TASK ITEM
Where the records below reach the line containing "let value = operand.evaluate(interp, frame)?;", start transcribing, and end with the line containing "Ok(Value::Bool(true))", exactly and with nothing else added.

Collected data

==============================

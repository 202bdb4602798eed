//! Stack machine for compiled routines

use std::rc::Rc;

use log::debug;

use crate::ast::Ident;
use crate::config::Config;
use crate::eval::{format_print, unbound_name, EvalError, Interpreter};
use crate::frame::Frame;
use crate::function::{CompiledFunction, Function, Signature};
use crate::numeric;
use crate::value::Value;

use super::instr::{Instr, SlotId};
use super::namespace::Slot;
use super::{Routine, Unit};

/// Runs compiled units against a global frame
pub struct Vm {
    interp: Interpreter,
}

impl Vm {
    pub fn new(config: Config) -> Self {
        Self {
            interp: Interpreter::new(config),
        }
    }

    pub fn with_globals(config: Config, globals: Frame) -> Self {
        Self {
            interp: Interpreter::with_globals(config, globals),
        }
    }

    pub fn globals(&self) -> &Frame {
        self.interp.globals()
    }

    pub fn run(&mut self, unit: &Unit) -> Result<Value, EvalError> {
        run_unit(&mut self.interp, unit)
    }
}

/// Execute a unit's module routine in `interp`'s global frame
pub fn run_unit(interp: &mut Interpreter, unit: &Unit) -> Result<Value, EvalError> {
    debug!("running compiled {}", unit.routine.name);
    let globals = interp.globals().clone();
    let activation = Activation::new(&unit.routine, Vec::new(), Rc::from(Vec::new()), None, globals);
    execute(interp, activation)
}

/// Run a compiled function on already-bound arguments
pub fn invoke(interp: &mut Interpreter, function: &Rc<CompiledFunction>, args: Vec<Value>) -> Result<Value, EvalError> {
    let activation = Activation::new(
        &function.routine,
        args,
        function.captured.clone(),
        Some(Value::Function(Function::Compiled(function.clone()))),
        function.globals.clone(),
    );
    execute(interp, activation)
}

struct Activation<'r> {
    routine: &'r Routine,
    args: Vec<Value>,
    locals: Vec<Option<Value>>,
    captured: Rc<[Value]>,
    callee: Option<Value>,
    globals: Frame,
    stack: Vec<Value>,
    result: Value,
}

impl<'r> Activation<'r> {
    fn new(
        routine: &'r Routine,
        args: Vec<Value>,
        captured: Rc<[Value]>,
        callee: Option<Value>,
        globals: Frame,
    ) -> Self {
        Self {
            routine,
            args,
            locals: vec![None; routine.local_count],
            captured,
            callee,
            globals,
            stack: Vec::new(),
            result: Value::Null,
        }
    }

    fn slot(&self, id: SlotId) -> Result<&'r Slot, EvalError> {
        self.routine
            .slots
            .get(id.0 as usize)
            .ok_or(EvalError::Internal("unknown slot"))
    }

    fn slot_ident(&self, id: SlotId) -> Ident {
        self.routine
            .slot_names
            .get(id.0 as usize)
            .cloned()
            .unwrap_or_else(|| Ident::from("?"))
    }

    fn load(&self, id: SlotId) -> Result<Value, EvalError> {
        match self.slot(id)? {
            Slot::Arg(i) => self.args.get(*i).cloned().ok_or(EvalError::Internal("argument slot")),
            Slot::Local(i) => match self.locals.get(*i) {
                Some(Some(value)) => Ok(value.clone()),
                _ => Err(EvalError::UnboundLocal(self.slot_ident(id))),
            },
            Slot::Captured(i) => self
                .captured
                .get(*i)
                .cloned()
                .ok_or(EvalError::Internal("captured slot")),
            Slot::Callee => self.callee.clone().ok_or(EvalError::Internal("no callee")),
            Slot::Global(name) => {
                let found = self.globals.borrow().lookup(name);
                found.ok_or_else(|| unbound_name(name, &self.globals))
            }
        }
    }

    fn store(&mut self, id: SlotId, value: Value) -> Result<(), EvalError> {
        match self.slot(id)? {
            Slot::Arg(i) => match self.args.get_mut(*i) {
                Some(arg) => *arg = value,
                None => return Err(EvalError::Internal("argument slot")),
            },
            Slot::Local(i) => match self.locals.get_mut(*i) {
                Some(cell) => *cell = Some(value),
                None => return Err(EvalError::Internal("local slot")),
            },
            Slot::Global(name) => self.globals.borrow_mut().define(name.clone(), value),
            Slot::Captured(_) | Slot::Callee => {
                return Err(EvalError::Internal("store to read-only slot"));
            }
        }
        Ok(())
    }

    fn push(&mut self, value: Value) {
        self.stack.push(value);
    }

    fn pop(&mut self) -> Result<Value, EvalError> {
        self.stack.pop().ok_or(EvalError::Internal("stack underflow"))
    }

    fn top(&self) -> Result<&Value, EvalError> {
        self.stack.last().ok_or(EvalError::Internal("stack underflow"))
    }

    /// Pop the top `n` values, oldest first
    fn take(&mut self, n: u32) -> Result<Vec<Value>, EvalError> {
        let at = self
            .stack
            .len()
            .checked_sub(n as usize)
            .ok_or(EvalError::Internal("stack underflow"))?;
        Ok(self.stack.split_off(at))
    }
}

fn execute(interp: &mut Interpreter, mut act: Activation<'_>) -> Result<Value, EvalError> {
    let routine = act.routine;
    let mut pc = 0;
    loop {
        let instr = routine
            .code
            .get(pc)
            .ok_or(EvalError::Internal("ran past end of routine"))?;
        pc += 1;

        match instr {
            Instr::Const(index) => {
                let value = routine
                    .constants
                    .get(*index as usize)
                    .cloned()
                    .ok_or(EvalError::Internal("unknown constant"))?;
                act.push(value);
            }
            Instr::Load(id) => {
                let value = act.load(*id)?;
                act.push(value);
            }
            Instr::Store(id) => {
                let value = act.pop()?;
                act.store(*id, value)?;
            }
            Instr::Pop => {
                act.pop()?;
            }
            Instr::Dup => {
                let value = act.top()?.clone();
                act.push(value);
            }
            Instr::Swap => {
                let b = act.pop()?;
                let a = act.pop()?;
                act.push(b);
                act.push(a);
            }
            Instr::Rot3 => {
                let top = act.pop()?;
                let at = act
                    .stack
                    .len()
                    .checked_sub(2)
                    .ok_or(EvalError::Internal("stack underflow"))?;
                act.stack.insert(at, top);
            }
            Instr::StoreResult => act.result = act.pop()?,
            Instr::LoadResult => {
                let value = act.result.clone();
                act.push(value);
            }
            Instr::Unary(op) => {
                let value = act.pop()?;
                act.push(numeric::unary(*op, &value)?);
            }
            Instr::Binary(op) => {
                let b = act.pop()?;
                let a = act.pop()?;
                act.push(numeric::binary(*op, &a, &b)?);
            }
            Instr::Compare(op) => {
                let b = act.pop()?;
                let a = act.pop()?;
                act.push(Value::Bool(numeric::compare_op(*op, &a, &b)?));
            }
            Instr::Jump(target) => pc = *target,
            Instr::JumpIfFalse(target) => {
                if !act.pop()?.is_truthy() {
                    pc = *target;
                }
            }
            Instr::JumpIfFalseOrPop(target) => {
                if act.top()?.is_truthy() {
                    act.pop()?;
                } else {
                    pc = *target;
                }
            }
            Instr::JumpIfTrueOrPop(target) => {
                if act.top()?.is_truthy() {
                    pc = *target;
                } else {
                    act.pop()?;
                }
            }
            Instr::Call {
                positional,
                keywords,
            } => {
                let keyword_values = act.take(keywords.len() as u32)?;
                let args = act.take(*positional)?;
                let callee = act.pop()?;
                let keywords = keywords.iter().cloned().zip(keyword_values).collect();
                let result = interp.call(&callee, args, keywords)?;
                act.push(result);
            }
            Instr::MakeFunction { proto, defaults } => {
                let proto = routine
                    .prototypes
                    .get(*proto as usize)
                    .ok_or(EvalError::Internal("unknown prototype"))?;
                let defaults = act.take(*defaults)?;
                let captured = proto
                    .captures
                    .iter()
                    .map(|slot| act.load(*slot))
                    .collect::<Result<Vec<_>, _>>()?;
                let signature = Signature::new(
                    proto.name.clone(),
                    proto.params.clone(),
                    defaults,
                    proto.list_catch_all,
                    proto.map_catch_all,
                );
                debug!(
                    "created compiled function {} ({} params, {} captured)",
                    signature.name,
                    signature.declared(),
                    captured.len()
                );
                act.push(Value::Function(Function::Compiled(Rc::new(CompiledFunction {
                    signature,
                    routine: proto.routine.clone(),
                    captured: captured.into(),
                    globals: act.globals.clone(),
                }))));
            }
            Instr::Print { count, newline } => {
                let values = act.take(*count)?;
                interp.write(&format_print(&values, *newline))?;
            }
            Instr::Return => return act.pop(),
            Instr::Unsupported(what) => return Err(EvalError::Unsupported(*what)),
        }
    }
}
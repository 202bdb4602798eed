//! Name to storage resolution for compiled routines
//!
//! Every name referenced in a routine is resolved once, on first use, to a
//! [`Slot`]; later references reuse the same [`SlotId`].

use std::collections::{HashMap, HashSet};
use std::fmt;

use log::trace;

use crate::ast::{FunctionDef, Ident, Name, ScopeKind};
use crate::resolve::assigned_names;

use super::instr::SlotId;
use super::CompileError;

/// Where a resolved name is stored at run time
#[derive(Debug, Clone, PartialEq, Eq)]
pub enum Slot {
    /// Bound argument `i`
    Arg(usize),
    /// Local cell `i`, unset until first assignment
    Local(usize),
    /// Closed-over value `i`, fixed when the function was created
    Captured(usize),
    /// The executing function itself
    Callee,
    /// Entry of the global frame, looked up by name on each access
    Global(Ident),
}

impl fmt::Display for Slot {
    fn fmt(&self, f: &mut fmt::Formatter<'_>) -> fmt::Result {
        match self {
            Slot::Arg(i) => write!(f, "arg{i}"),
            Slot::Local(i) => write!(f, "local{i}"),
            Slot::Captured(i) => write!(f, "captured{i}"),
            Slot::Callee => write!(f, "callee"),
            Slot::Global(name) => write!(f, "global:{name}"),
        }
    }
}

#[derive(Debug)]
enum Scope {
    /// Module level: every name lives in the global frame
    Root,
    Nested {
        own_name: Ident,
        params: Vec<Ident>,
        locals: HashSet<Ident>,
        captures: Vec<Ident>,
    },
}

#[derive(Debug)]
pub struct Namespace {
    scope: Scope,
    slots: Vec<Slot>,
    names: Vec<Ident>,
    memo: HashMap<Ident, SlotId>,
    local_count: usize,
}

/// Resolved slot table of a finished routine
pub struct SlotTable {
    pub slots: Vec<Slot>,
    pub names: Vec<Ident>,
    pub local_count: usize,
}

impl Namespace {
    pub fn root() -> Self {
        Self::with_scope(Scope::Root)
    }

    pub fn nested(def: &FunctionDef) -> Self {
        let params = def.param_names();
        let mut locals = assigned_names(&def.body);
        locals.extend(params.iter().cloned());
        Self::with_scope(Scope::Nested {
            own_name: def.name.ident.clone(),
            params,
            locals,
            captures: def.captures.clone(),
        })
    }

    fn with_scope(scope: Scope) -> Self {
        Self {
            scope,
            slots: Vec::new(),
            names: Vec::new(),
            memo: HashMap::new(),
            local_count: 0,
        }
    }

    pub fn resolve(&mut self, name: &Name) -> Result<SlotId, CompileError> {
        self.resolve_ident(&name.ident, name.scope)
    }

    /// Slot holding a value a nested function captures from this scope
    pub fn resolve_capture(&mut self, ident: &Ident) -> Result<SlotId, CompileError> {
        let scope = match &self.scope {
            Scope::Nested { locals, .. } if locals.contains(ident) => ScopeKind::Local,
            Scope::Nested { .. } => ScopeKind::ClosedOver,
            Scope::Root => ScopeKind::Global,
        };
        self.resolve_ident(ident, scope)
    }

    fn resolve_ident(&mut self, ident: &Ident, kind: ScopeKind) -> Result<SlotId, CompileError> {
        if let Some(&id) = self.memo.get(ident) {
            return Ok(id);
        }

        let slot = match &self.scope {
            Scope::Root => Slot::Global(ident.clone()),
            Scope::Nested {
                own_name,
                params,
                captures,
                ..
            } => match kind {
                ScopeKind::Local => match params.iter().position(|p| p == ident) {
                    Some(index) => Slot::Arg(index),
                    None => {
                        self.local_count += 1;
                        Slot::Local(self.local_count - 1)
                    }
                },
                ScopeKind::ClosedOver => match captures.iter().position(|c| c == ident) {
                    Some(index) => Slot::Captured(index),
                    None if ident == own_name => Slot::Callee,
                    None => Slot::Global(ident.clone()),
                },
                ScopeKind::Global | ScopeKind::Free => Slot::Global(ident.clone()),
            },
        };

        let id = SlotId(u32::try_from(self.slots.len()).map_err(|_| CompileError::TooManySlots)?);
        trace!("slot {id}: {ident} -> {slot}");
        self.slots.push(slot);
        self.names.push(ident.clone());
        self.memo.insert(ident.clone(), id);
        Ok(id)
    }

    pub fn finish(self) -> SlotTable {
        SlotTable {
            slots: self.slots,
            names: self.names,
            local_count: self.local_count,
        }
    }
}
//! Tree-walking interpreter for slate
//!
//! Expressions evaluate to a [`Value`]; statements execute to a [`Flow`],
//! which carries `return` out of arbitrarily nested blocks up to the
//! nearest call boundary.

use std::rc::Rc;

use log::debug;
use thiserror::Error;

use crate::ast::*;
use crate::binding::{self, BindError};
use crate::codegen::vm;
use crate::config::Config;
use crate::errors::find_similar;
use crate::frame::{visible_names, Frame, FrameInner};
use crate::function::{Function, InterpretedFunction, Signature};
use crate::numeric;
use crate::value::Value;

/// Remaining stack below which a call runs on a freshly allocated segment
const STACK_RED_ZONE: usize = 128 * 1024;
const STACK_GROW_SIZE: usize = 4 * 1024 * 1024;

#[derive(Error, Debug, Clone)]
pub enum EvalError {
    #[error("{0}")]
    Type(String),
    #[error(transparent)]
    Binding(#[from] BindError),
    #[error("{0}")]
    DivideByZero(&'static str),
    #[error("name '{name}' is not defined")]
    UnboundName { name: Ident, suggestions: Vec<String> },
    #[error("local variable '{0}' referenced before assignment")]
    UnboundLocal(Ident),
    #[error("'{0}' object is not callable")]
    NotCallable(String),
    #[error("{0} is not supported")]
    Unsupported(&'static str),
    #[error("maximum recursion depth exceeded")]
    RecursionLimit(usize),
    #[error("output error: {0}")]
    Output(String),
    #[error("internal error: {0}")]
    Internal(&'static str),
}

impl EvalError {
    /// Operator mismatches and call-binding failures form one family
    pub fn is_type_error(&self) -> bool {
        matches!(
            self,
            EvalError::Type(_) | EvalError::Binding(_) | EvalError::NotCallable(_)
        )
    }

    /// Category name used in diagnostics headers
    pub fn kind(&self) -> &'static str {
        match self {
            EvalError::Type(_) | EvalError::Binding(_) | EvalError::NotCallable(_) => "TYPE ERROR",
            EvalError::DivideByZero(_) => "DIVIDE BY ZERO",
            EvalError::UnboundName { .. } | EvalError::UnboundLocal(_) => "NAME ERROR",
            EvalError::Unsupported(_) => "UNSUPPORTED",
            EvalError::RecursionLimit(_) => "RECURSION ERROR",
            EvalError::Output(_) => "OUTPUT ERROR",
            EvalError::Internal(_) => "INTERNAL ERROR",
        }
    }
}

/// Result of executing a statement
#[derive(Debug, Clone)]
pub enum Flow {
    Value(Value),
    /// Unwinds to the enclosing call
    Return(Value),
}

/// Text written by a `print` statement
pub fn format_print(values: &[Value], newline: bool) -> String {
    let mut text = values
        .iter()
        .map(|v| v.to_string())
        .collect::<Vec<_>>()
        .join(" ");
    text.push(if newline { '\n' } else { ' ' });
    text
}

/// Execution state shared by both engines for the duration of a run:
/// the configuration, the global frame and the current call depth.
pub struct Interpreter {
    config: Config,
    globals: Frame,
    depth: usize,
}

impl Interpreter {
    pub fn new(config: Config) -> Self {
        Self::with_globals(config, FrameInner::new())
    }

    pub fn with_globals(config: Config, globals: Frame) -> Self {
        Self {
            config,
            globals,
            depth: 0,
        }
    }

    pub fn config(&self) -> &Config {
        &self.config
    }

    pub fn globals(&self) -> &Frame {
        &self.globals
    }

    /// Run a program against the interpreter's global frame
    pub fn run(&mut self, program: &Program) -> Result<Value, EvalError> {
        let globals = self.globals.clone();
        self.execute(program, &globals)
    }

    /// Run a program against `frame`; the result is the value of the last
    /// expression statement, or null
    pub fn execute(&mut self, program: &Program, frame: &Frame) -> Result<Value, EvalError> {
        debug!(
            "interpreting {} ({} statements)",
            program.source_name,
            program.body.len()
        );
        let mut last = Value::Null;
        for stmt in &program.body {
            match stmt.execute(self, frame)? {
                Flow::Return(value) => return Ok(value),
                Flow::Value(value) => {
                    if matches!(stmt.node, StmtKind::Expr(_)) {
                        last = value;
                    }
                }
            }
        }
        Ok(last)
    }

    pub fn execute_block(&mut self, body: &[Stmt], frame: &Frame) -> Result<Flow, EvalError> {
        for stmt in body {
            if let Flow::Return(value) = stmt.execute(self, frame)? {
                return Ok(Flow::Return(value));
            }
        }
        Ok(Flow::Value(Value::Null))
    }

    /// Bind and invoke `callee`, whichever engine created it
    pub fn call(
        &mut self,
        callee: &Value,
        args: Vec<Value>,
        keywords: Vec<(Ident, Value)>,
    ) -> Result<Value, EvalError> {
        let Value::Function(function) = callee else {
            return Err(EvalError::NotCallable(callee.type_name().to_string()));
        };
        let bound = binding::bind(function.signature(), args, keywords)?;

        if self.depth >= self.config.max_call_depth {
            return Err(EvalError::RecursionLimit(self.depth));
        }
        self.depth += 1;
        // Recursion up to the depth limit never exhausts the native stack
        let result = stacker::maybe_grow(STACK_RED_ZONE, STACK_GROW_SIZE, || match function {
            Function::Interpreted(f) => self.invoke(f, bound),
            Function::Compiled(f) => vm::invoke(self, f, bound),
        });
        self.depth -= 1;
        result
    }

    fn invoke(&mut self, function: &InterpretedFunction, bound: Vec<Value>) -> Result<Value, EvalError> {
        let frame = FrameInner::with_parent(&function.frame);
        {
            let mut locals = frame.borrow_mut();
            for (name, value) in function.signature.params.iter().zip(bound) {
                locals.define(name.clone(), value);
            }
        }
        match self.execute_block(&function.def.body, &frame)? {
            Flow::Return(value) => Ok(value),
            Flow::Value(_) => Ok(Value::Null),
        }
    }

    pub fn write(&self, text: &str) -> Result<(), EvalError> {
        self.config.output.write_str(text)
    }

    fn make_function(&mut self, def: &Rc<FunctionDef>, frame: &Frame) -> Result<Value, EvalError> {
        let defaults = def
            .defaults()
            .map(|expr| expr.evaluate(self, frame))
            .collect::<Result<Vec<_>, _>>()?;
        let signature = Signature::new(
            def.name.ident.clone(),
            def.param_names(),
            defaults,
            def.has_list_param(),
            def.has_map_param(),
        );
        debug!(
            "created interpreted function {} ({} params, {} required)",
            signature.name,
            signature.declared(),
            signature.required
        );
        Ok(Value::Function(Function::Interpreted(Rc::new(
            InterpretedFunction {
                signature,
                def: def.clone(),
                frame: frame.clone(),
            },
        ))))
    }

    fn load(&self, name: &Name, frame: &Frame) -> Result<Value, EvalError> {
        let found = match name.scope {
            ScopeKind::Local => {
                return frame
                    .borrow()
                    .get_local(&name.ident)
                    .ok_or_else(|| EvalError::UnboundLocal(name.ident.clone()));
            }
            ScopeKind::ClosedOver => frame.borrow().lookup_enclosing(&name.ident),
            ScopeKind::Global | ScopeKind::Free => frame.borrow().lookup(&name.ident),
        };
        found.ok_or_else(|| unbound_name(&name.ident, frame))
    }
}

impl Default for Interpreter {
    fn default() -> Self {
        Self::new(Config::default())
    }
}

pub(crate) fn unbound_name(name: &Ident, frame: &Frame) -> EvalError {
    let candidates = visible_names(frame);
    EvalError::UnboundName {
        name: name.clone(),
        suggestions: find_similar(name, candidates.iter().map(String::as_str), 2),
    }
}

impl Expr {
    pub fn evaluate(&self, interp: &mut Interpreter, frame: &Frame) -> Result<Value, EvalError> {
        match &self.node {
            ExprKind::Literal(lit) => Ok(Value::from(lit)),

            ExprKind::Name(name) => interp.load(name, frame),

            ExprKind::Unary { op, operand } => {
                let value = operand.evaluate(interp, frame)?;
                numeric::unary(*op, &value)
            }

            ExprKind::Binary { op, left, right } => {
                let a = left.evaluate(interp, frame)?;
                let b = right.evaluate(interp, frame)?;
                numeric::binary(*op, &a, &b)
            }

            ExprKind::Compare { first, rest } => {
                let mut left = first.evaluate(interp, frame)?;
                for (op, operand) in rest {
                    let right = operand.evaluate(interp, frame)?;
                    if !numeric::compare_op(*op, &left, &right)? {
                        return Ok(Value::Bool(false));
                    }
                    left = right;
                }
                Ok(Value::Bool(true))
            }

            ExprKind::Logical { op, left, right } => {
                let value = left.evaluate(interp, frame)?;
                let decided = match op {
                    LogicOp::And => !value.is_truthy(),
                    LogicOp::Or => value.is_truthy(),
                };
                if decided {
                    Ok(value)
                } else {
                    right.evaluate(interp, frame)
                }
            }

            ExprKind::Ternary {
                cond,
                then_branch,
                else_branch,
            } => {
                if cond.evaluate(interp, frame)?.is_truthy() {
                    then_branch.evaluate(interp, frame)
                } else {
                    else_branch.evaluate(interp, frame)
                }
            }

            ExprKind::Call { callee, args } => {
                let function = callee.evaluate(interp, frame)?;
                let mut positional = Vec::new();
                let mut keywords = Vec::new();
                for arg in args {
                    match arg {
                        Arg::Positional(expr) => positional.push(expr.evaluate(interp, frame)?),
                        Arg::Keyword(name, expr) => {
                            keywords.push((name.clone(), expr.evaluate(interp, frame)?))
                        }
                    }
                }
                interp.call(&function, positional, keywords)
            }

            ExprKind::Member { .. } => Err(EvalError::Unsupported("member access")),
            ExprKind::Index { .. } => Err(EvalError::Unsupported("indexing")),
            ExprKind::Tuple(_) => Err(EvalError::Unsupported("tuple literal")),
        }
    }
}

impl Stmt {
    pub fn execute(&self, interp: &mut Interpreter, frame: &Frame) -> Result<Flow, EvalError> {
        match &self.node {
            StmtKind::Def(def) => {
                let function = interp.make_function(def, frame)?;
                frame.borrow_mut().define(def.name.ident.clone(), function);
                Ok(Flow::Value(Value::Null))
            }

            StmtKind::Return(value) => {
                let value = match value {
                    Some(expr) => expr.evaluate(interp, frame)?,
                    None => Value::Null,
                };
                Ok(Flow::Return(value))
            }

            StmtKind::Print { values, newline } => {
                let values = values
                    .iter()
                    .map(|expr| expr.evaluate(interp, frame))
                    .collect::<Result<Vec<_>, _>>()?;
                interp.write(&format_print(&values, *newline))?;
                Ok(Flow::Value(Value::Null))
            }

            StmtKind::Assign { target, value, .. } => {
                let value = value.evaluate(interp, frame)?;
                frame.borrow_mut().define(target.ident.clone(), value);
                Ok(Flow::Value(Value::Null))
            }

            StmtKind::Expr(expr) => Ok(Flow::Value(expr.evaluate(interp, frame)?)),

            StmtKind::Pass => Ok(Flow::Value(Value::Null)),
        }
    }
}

==============================

FINISHED EXERCISE
                let value = operand.evaluate(interp, frame)?;
                numeric::unary(*op, &value)
            }

            ExprKind::Binary { op, left, right } => {
                let a = left.evaluate(interp, frame)?;
                let b = right.evaluate(interp, frame)?;
                numeric::binary(*op, &a, &b)
            }

            ExprKind::Compare { first, rest } => {
                let mut left = first.evaluate(interp, frame)?;
                for (op, operand) in rest {
                    let right = operand.evaluate(interp, frame)?;
                    if !numeric::compare_op(*op, &left, &right)? {
                        return Ok(Value::Bool(false));
                    }
                    left = right;
                }
                Ok(Value::Bool(true))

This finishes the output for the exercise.